## Data shown
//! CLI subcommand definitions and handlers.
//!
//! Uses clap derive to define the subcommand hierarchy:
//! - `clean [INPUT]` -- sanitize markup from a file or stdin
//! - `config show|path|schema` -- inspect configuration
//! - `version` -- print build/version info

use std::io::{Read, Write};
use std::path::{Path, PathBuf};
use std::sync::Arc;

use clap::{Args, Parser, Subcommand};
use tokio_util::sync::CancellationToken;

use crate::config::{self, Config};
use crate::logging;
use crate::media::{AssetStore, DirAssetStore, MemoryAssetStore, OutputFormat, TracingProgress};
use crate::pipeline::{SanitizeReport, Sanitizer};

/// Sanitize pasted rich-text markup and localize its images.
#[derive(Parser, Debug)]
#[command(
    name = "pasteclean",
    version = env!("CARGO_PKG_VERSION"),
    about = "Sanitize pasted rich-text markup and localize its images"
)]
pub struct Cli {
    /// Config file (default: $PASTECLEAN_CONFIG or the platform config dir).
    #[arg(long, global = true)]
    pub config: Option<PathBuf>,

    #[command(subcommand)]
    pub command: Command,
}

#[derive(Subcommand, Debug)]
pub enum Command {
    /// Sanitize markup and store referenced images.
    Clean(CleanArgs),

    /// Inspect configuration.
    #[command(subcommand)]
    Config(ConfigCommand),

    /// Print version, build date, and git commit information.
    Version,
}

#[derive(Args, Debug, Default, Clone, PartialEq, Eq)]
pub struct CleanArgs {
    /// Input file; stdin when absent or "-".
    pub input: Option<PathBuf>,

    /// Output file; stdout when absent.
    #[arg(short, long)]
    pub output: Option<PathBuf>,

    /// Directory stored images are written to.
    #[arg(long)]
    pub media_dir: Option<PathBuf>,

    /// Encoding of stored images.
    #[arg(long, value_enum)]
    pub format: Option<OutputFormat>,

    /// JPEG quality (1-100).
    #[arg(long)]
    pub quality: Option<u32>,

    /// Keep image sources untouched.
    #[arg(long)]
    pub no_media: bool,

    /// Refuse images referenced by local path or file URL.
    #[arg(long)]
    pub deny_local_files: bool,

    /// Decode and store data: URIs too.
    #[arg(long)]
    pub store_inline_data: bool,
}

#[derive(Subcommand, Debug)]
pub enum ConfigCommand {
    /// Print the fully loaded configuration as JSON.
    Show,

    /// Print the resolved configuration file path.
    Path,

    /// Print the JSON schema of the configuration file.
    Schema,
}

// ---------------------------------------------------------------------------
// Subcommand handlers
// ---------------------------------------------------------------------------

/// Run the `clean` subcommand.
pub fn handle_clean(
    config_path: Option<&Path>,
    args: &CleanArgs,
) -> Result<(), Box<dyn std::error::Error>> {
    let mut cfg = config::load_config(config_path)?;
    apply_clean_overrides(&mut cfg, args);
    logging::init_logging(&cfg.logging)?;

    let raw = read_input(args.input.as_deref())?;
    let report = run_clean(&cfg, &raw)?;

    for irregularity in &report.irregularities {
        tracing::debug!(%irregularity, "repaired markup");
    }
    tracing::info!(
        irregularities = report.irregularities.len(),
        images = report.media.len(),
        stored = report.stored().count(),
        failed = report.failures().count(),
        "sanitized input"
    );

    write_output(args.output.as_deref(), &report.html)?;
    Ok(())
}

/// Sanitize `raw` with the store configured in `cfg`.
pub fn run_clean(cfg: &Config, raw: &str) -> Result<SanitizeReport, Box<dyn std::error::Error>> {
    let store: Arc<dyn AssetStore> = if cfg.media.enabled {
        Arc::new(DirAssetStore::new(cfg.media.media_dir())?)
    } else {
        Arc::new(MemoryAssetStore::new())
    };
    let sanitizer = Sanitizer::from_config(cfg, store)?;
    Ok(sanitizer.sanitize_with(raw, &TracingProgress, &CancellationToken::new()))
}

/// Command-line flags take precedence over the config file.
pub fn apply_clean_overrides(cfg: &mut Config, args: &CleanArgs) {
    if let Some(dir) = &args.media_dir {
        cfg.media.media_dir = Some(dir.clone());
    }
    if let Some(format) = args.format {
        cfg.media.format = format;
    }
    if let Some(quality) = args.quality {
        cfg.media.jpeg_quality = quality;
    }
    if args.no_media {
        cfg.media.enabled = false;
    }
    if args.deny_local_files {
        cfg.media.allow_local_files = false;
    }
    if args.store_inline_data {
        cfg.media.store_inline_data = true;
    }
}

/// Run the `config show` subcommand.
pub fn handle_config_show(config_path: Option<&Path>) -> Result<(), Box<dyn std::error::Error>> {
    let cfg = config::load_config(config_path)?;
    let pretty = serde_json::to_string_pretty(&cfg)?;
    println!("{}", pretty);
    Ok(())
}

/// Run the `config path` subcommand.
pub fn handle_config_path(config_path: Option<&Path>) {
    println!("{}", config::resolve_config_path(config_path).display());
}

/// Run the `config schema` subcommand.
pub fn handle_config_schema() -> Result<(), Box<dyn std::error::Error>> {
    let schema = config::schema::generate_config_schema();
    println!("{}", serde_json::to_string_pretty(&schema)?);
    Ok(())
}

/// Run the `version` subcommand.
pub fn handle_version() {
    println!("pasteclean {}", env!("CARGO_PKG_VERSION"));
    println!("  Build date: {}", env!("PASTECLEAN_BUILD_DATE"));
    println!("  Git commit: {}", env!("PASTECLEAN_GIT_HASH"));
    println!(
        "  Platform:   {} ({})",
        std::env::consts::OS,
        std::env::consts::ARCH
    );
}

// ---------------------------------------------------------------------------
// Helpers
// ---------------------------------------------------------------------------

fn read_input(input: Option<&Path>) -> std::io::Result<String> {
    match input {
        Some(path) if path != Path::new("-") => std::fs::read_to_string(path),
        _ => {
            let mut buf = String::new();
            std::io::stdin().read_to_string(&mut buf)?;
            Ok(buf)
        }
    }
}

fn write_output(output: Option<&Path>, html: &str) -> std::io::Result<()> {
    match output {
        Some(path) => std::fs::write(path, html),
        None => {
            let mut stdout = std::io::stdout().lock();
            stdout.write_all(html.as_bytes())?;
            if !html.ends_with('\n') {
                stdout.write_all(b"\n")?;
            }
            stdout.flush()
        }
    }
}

## What the task requires
Wherever a line of the data holds "configuration", copy that line.

## Result of the exercise
//! - `config show|path|schema` -- inspect configuration
    /// Inspect configuration.
    /// Print the fully loaded configuration as JSON.
    /// Print the resolved configuration file path.
    /// Print the JSON schema of the configuration file.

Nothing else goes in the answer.